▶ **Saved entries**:

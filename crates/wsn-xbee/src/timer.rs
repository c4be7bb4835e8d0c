//! One-shot timers for the discovery protocol
//!
//! The protocol only needs "call me back after `d`" and "never mind". The
//! controller drives [`DeadlineTimer`] from its event loop; tests use
//! [`crate::test_utils::ManualTimer`] and fire timers by hand.

use std::collections::BTreeMap;
use std::time::Duration;
use tokio::time::Instant;

/// Handle for a scheduled timer
#[derive(Debug, Clone, Copy, PartialEq, Eq, PartialOrd, Ord, Hash)]
pub struct TimerId(pub u64);

/// Schedule-once and cancel primitives
pub trait Timer {
    /// Arm a timer that fires once after `after`
    fn schedule_once(&mut self, after: Duration) -> TimerId;

    /// Disarm a timer; cancelling a fired or cancelled timer does nothing
    fn cancel(&mut self, id: TimerId);
}

/// Timer set backed by tokio instants
#[derive(Debug, Default)]
pub struct DeadlineTimer {
    next_id: u64,
    armed: BTreeMap<TimerId, Instant>,
}

impl DeadlineTimer {
    /// Create an empty timer set
    pub fn new() -> Self {
        Self::default()
    }

    /// Earliest armed deadline
    pub fn next_deadline(&self) -> Option<Instant> {
        self.armed.values().min().copied()
    }

    /// Remove and return every timer due at `now`, earliest first
    pub fn take_expired(&mut self, now: Instant) -> Vec<TimerId> {
        let mut due: Vec<(Instant, TimerId)> = self
            .armed
            .iter()
            .filter(|(_, deadline)| **deadline <= now)
            .map(|(id, deadline)| (*deadline, *id))
            .collect();
        due.sort();
        for (_, id) in &due {
            self.armed.remove(id);
        }
        due.into_iter().map(|(_, id)| id).collect()
    }

    /// Number of armed timers
    pub fn armed(&self) -> usize {
        self.armed.len()
    }
}

impl Timer for DeadlineTimer {
    fn schedule_once(&mut self, after: Duration) -> TimerId {
        self.next_id += 1;
        let id = TimerId(self.next_id);
        self.armed.insert(id, Instant::now() + after);
        id
    }

    fn cancel(&mut self, id: TimerId) {
        self.armed.remove(&id);
    }
}

#[cfg(test)]
mod tests {
    use super::*;

    #[tokio::test(start_paused = true)]
    async fn test_deadline_timer_expiry() {
        let mut timer = DeadlineTimer::new();
        let late = timer.schedule_once(Duration::from_secs(8));
        let early = timer.schedule_once(Duration::from_secs(2));
        assert_eq!(timer.armed(), 2);

        tokio::time::advance(Duration::from_secs(3)).await;
        assert_eq!(timer.take_expired(Instant::now()), vec![early]);

        tokio::time::advance(Duration::from_secs(5)).await;
        assert_eq!(timer.take_expired(Instant::now()), vec![late]);
        assert!(timer.next_deadline().is_none());
    }

    #[tokio::test(start_paused = true)]
    async fn test_cancel_is_idempotent() {
        let mut timer = DeadlineTimer::new();
        let id = timer.schedule_once(Duration::from_secs(1));
        timer.cancel(id);
        timer.cancel(id);
        assert_eq!(timer.armed(), 0);

        tokio::time::advance(Duration::from_secs(2)).await;
        assert!(timer.take_expired(Instant::now()).is_empty());
    }
}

▶ **What is being asked**:
Show every line from the entries above in which "TimerId" appears.

▶ **Response area**:
pub struct TimerId(pub u64);
    fn schedule_once(&mut self, after: Duration) -> TimerId;
    fn cancel(&mut self, id: TimerId);
    armed: BTreeMap<TimerId, Instant>,
    pub fn take_expired(&mut self, now: Instant) -> Vec<TimerId> {
        let mut due: Vec<(Instant, TimerId)> = self
    fn schedule_once(&mut self, after: Duration) -> TimerId {
        let id = TimerId(self.next_id);
    fn cancel(&mut self, id: TimerId) {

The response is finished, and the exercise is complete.